| What the task requires |
Transcribe all of the records precisely as they are presented.

Collected data
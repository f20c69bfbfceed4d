use crate::{BinseqRecord, Result};

/// A context for storing reusable buffers for decoded sequence data.
///
/// Buffers grow to the sequence lengths of the first decoded record and are
/// cleared, never freed, on every subsequent decode. A context is independent
/// of any reader and is meant to be created once per decoding thread.
///
/// ```
/// use binseq::DecodeContext;
///
/// let ctx = DecodeContext::new();
/// assert!(ctx.sbuf().is_empty());
/// assert!(ctx.xbuf().is_empty());
/// ```
#[derive(Clone, Debug, Default)]
pub struct DecodeContext {
    sbuf: Vec<u8>,
    xbuf: Vec<u8>,
}
impl DecodeContext {
    #[must_use]
    pub fn new() -> Self {
        Self::default()
    }

    /// Creates a context whose buffers never need to grow for the given lengths
    #[must_use]
    pub fn with_capacity(slen: usize, xlen: usize) -> Self {
        Self {
            sbuf: Vec::with_capacity(slen),
            xbuf: Vec::with_capacity(xlen),
        }
    }

    /// Buffer for primary sequence data
    #[inline]
    #[must_use]
    pub fn sbuf(&self) -> &[u8] {
        &self.sbuf
    }

    /// Mutable reference to primary sequence data
    #[inline]
    pub fn sbuf_mut(&mut self) -> &mut Vec<u8> {
        &mut self.sbuf
    }

    /// Buffer for extended sequence data
    #[inline]
    #[must_use]
    pub fn xbuf(&self) -> &[u8] {
        &self.xbuf
    }

    /// Mutable reference to extended sequence data
    #[inline]
    pub fn xbuf_mut(&mut self) -> &mut Vec<u8> {
        &mut self.xbuf
    }

    /// Clear all buffers
    pub fn clear(&mut self) {
        self.sbuf.clear();
        self.xbuf.clear();
    }

    /// Fill the context with the sequences of a record.
    ///
    /// The extended buffer is left empty for records without an extended sequence.
    pub fn fill<R: BinseqRecord>(&mut self, record: &R) -> Result<()> {
        self.clear();
        record.decode_primary(self)?;
        if record.is_paired() {
            record.decode_extended(self)?;
        }
        Ok(())
    }
}
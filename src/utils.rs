use crate::codec::EncodingMode;
use crate::header::{SIZE_FLAG, SIZE_HEADER};

/// Calculates the number of expected bytes in a binary sequence file
///
/// Single-end files pass an `xlen` of zero. Returns `None` if the size
/// overflows `usize`.
#[must_use]
pub fn expected_file_size(
    num_records: usize,
    slen: usize,
    xlen: usize,
    mode: EncodingMode,
) -> Option<usize> {
    // flag + packed primary + packed extended
    let record_size = SIZE_FLAG + mode.packed_len(slen) + mode.packed_len(xlen);

    num_records
        .checked_mul(record_size)?
        .checked_add(SIZE_HEADER)
}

| Written reply |
repository f20c69bfbfceed4d
use crate::{BinseqRecord, Result};

/// A context for storing reusable buffers for decoded sequence data.
///
/// Buffers grow to the sequence lengths of the first decoded record and are
/// cleared, never freed, on every subsequent decode. A context is independent
/// of any reader and is meant to be created once per decoding thread.
///
/// ```
/// use binseq::DecodeContext;
///
/// let ctx = DecodeContext::new();
/// assert!(ctx.sbuf().is_empty());
/// assert!(ctx.xbuf().is_empty());
/// ```
#[derive(Clone, Debug, Default)]
pub struct DecodeContext {
    sbuf: Vec<u8>,
    xbuf: Vec<u8>,
}
impl DecodeContext {
    #[must_use]
    pub fn new() -> Self {
        Self::default()
    }

    /// Creates a context whose buffers never need to grow for the given lengths
    #[must_use]
    pub fn with_capacity(slen: usize, xlen: usize) -> Self {
        Self {
            sbuf: Vec::with_capacity(slen),
            xbuf: Vec::with_capacity(xlen),
        }
    }

    /// Buffer for primary sequence data
    #[inline]
    #[must_use]
    pub fn sbuf(&self) -> &[u8] {
        &self.sbuf
    }

    /// Mutable reference to primary sequence data
    #[inline]
    pub fn sbuf_mut(&mut self) -> &mut Vec<u8> {
        &mut self.sbuf
    }

    /// Buffer for extended sequence data
    #[inline]
    #[must_use]
    pub fn xbuf(&self) -> &[u8] {
        &self.xbuf
    }

    /// Mutable reference to extended sequence data
    #[inline]
    pub fn xbuf_mut(&mut self) -> &mut Vec<u8> {
        &mut self.xbuf
    }

    /// Clear all buffers
    pub fn clear(&mut self) {
        self.sbuf.clear();
        self.xbuf.clear();
    }

    /// Fill the context with the sequences of a record.
    ///
    /// The extended buffer is left empty for records without an extended sequence.
    pub fn fill<R: BinseqRecord>(&mut self, record: &R) -> Result<()> {
        self.clear();
        record.decode_primary(self)?;
        if record.is_paired() {
            record.decode_extended(self)?;
        }
        Ok(())
    }
}
filename src/utils.rs
use crate::codec::EncodingMode;
use crate::header::{SIZE_FLAG, SIZE_HEADER};

/// Calculates the number of expected bytes in a binary sequence file
///
/// Single-end files pass an `xlen` of zero. Returns `None` if the size
/// overflows `usize`.
#[must_use]
pub fn expected_file_size(
    num_records: usize,
    slen: usize,
    xlen: usize,
    mode: EncodingMode,
) -> Option<usize> {
    // flag + packed primary + packed extended
    let record_size = SIZE_FLAG + mode.packed_len(slen) + mode.packed_len(xlen);

    num_records
        .checked_mul(record_size)?
        .checked_add(SIZE_HEADER)
}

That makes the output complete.